Task goal: Using the records beneath, say how many lines contain the word "impl", without comment.

Records for this exercise:
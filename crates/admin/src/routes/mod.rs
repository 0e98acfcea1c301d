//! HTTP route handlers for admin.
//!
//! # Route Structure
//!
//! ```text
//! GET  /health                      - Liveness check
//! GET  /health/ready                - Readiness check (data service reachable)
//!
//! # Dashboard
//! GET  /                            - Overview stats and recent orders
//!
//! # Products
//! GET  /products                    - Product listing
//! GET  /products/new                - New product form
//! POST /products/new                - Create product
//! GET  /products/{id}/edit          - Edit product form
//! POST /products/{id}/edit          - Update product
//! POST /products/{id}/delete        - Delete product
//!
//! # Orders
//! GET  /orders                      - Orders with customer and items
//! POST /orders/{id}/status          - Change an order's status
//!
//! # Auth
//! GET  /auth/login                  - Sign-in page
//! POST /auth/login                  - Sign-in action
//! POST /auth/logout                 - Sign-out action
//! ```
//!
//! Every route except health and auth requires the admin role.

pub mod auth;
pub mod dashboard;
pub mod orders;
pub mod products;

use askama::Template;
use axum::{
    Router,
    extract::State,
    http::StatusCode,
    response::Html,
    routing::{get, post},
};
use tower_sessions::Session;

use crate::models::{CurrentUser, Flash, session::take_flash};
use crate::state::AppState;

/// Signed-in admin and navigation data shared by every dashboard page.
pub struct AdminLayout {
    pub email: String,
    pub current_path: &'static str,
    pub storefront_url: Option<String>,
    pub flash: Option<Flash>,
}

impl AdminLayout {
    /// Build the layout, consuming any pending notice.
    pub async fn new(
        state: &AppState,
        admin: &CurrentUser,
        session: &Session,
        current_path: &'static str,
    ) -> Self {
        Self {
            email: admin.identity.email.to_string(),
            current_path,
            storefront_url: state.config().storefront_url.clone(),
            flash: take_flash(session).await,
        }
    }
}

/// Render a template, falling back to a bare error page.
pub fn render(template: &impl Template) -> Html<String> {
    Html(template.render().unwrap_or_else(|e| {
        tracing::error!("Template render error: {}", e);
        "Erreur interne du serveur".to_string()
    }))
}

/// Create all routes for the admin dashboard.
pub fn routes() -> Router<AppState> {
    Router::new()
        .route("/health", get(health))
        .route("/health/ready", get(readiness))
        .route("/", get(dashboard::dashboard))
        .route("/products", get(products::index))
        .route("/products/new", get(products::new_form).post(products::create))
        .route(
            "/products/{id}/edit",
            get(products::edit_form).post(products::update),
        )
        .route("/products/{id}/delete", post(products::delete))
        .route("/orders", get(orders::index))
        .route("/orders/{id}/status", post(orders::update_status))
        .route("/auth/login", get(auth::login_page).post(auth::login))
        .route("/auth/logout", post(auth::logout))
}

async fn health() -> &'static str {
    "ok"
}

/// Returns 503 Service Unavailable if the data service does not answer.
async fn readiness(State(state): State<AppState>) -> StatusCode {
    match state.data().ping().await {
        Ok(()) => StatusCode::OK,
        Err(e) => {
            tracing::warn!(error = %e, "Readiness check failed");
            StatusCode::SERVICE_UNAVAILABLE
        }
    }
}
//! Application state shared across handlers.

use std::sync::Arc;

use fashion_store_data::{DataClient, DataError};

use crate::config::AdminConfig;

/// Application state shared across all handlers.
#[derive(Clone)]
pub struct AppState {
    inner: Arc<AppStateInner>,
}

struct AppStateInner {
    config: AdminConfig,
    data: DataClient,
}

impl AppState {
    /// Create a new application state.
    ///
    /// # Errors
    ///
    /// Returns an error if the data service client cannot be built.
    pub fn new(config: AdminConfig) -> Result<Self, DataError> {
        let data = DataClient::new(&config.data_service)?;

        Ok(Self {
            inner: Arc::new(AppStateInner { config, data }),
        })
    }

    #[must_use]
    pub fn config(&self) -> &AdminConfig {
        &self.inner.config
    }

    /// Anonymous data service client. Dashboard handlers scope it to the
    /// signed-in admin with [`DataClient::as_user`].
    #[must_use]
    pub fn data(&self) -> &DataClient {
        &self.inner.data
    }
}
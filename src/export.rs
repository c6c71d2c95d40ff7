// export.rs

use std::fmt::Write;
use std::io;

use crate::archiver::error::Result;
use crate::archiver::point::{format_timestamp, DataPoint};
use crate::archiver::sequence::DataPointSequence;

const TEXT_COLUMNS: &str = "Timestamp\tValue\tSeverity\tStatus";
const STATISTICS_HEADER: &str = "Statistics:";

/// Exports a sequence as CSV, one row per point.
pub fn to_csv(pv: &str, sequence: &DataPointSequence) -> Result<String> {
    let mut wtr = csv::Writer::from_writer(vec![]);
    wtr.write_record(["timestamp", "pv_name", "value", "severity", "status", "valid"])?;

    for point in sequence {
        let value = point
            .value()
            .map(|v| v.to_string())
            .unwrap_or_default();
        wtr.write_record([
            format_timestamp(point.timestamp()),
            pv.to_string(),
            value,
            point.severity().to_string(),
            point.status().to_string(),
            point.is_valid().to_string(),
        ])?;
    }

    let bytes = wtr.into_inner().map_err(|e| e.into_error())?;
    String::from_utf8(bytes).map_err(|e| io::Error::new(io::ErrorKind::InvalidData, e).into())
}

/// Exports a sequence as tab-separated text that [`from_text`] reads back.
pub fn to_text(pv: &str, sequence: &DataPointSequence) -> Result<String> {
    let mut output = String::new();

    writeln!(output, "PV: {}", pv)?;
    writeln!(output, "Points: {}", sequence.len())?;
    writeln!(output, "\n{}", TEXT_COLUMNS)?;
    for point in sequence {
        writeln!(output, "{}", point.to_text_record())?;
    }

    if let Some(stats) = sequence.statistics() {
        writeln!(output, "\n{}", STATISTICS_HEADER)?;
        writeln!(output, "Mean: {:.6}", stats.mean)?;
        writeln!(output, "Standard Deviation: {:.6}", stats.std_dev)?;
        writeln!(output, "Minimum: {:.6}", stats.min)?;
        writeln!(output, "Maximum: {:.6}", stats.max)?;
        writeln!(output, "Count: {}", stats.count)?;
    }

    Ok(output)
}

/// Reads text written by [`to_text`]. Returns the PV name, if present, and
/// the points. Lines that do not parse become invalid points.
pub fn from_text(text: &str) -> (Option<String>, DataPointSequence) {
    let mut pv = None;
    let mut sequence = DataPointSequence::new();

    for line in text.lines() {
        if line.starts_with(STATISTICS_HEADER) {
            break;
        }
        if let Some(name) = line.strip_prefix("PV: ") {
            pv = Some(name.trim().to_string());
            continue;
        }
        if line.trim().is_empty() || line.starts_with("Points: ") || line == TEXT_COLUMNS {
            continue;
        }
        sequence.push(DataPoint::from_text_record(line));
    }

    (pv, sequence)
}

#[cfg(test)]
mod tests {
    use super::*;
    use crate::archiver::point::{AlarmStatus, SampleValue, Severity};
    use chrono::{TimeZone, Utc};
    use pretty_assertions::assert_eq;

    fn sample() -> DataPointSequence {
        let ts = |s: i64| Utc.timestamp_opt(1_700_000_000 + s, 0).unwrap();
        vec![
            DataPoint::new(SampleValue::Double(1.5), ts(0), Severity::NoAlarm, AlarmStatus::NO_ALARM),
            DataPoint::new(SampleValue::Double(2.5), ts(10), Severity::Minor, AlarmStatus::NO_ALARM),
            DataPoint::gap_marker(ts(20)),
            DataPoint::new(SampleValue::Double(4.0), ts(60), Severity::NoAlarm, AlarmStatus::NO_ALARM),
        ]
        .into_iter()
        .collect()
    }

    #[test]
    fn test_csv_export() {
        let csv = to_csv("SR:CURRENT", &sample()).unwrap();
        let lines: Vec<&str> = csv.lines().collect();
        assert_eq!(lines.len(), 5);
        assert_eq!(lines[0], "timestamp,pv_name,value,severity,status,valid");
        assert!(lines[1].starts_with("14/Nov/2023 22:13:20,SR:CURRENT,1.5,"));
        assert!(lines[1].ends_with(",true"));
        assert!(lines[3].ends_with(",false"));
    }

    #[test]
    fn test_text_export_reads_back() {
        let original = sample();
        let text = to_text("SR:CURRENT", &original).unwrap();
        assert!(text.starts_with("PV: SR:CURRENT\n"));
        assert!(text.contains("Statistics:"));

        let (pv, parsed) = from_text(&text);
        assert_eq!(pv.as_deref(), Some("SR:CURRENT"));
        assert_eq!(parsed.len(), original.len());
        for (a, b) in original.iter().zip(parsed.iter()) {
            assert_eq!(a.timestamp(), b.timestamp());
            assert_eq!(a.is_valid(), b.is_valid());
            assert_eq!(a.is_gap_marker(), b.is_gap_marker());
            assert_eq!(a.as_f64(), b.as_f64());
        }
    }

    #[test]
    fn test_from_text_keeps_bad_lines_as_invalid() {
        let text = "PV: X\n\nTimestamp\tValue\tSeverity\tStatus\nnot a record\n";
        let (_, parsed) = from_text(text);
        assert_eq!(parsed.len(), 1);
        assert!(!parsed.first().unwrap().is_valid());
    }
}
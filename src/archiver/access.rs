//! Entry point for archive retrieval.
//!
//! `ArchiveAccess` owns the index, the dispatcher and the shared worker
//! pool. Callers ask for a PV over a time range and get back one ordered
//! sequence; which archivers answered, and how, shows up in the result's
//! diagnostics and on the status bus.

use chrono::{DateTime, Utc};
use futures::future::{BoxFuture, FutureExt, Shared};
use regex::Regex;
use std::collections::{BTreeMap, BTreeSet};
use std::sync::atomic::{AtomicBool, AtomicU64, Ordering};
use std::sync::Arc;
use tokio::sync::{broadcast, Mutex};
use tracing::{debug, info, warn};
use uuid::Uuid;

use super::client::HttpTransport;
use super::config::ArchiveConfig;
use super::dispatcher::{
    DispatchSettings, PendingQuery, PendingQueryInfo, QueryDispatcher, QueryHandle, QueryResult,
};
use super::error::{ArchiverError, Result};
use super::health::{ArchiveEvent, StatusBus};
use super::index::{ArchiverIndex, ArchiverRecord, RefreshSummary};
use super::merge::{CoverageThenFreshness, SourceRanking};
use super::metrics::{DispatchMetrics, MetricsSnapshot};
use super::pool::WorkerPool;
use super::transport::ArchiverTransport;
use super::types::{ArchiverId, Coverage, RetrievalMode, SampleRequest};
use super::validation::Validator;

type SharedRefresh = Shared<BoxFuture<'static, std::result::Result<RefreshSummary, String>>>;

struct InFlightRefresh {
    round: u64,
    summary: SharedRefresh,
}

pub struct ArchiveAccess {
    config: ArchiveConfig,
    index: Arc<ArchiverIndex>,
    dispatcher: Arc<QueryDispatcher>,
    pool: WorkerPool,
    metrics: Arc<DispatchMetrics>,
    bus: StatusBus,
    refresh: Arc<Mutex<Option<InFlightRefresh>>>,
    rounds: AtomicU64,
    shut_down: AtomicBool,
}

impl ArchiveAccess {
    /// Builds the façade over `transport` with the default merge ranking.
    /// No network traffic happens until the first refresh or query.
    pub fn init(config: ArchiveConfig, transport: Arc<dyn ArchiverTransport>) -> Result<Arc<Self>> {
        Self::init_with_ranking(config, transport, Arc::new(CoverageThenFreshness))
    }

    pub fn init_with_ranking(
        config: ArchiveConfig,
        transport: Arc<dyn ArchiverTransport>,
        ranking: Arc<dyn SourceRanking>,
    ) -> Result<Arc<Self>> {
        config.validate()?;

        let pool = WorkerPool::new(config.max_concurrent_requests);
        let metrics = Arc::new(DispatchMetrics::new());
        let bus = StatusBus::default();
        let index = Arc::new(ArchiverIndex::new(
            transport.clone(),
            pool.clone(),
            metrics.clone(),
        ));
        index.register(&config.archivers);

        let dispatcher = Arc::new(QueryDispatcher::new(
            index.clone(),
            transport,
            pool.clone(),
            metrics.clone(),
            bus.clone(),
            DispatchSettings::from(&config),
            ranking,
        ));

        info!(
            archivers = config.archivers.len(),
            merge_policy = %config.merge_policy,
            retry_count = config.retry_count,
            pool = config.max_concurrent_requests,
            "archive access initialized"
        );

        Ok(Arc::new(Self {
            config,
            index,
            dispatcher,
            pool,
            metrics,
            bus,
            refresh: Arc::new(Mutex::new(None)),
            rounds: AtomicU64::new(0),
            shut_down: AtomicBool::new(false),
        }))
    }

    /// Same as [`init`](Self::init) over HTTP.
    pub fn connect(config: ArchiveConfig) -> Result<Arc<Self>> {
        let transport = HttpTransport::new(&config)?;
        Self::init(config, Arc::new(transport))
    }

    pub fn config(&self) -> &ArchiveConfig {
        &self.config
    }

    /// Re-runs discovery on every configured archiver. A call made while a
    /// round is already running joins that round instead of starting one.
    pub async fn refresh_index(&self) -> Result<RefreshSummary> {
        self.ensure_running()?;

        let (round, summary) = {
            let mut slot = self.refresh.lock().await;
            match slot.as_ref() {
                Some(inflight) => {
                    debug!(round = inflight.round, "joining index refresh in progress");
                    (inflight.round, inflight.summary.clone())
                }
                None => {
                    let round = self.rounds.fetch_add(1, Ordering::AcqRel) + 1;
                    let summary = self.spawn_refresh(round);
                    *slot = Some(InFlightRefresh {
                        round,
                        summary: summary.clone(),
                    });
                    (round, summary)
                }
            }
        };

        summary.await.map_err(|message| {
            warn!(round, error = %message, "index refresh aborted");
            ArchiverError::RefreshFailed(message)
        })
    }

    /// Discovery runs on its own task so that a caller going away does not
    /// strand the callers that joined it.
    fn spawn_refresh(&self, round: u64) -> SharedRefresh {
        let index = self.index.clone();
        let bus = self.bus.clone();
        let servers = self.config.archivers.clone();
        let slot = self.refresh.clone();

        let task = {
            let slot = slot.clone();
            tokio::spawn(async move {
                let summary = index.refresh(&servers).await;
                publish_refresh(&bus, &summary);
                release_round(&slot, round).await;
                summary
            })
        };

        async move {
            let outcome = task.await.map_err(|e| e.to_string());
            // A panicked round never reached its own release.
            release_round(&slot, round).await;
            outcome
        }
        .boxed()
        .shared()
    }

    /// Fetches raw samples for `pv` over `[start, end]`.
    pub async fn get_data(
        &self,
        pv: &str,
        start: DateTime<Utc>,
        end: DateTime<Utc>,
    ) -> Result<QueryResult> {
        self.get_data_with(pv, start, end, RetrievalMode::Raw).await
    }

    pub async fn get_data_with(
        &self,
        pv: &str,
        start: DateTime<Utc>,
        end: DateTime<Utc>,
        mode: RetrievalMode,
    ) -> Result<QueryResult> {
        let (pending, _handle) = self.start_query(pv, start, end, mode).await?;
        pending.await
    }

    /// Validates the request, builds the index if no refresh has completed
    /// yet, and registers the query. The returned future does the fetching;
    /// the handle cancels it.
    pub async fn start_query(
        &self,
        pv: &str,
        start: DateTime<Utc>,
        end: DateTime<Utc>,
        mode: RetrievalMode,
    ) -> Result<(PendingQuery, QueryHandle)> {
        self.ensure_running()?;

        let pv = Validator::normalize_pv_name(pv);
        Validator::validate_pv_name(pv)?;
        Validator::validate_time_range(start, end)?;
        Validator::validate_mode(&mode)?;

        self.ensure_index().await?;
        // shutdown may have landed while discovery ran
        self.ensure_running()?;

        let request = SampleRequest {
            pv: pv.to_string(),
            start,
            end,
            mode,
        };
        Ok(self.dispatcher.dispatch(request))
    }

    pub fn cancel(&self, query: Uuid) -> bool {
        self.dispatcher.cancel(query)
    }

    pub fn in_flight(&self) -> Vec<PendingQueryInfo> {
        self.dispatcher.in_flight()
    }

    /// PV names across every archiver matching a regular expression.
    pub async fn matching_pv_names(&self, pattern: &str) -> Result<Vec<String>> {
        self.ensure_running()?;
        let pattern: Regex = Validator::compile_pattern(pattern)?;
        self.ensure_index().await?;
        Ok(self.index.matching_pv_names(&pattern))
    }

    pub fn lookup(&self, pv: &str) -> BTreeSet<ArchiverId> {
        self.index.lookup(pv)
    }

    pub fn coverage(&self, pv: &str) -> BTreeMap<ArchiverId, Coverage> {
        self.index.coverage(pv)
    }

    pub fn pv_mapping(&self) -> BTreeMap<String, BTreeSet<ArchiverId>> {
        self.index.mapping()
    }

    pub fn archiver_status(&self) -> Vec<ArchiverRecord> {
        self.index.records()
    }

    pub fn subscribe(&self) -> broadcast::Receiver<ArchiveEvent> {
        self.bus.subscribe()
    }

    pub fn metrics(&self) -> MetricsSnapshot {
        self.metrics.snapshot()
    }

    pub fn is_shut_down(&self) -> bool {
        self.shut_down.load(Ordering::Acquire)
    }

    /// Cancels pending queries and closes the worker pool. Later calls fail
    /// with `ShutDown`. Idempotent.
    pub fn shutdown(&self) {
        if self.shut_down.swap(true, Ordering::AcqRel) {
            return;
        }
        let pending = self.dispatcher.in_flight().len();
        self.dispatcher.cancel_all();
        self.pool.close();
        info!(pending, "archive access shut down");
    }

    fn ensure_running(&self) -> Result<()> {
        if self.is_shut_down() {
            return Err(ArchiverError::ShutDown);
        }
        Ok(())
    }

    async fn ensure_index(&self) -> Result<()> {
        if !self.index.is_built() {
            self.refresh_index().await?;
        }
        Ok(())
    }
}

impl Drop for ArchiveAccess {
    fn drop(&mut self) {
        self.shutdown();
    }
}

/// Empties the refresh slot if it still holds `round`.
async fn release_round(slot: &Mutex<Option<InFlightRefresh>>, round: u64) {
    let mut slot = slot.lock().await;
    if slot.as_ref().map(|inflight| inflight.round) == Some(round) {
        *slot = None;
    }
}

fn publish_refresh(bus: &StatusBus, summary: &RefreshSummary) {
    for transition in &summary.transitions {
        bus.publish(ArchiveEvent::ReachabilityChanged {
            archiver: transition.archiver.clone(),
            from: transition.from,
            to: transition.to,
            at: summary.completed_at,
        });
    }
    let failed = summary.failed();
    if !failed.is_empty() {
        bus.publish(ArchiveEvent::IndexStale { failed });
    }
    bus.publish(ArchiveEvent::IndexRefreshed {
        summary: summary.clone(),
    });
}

Exercise result: 5